_Problem to solve_
Pull every line that holds the word "Some" from the entries.

---+---

#[cfg(test)]
mod tests {
    use super::*;

    fn base_attrs() -> SportActivityAttrs {
        SportActivityAttrs {
            sport_type: "crossfit".to_string(),
            sub_type: None,
            category: "benchmark".to_string(),
            title: "Fran".to_string(),
            value: "3:45".to_string(),
            unit: "min".to_string(),
            result_url: None,
        }
    }

    #[test]
    fn test_valid_activity_passes() {
        assert!(validate_activity(&base_attrs()).is_empty());
    }

    #[test]
    fn test_sport_type_enumerated() {
        let mut attrs = base_attrs();
        attrs.sport_type = "swimming".to_string();
        assert!(validate_activity(&attrs).errors.contains_key("sport_type"));

        attrs.sport_type = "ocr".to_string();
        assert!(validate_activity(&attrs).is_empty());
    }

    #[test]
    fn test_category_enumerated() {
        let mut attrs = base_attrs();
        attrs.category = "result".to_string();
        assert!(validate_activity(&attrs).errors.contains_key("category"));

        attrs.category = "workout".to_string();
        assert!(validate_activity(&attrs).is_empty());
    }

    #[test]
    fn test_sub_type_blank_ok_but_enumerated() {
        let mut attrs = base_attrs();
        attrs.sub_type = None;
        assert!(validate_activity(&attrs).is_empty());

        attrs.sub_type = Some("trail".to_string());
        assert!(validate_activity(&attrs).is_empty());

        attrs.sub_type = Some("track".to_string());
        assert!(validate_activity(&attrs).errors.contains_key("sub_type"));
    }

    #[test]
    fn test_value_unit_title_required() {
        let mut attrs = base_attrs();
        attrs.title = "".to_string();
        attrs.value = " ".to_string();
        attrs.unit = "".to_string();
        let errors = validate_activity(&attrs);
        assert!(errors.errors.contains_key("title"));
        assert!(errors.errors.contains_key("value"));
        assert!(errors.errors.contains_key("unit"));
    }

    #[test]
    fn test_admin_filters_reject_unknown_enum_values() {
        let mut qb = QueryBuilder::new(format!("SELECT {} FROM sport_activities", COLUMNS));
        push_admin_filters(
            &mut qb,
            &AdminSportsQuery {
                sport_type: Some("swimming".to_string()),
                category: Some("result".to_string()),
                ..Default::default()
            },
        );
        let sql = qb.sql();
        assert!(!sql.contains("sport_type = "));
        assert!(!sql.contains("AND category = "));
    }

    #[test]
    fn test_admin_filters_compose() {
        let mut qb = QueryBuilder::new(format!("SELECT {} FROM sport_activities", COLUMNS));
        push_admin_filters(
            &mut qb,
            &AdminSportsQuery {
                sport_type: Some("hyrox".to_string()),
                category: Some("event".to_string()),
                personal_record: Some(true),
                search: Some("doha".to_string()),
            },
        );
        let sql = qb.sql();
        assert!(sql.contains("sport_type = "));
        assert!(sql.contains("AND category = "));
        assert!(sql.contains("personal_record = true"));
        assert!(sql.contains("title ILIKE"));
        assert!(sql.contains("ORDER BY date DESC, created_at DESC"));
    }

    #[test]
    fn test_view_marks_upcoming_events() {
        let now = Utc::now();
        let future = now.date_naive() + chrono::Duration::days(10);
        let view = to_view(SportActivity {
            id: Uuid::new_v4(),
            sport_type: "hyrox".to_string(),
            sub_type: None,
            category: "event".to_string(),
            title: "Hyrox Berlin".to_string(),
            value: "0".to_string(),
            unit: "tbd".to_string(),
            date: future,
            description_html: None,
            personal_record: false,
            event_name: Some("Hyrox Berlin".to_string()),
            location: Some("Berlin".to_string()),
            result_url: None,
            created_at: now,
            updated_at: now,
        });
        assert!(view.upcoming);
        assert_eq!(view.sport_emoji, "\u{26A1}");
        assert_eq!(view.formatted_value, "0 tbd");
    }

    #[test]
    fn test_view_display_name_uses_sub_type() {
        let now = Utc::now();
        let view = to_view(SportActivity {
            id: Uuid::new_v4(),
            sport_type: "running".to_string(),
            sub_type: Some("trail".to_string()),
            category: "workout".to_string(),
            title: "Long run".to_string(),
            value: "18".to_string(),
            unit: "km".to_string(),
            date: now.date_naive(),
            description_html: None,
            personal_record: false,
            event_name: None,
            location: None,
            result_url: None,
            created_at: now,
            updated_at: now,
        });
        assert_eq!(view.sport_display_name, "Trail Running");
        assert!(!view.upcoming);
    }
}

---+---

_Result for this task_
        attrs.sub_type = Some("trail".to_string());
        attrs.sub_type = Some("track".to_string());
                sport_type: Some("swimming".to_string()),
                category: Some("result".to_string()),
                sport_type: Some("hyrox".to_string()),
                category: Some("event".to_string()),
                personal_record: Some(true),
                search: Some("doha".to_string()),
            event_name: Some("Hyrox Berlin".to_string()),
            location: Some("Berlin".to_string()),
            sub_type: Some("trail".to_string()),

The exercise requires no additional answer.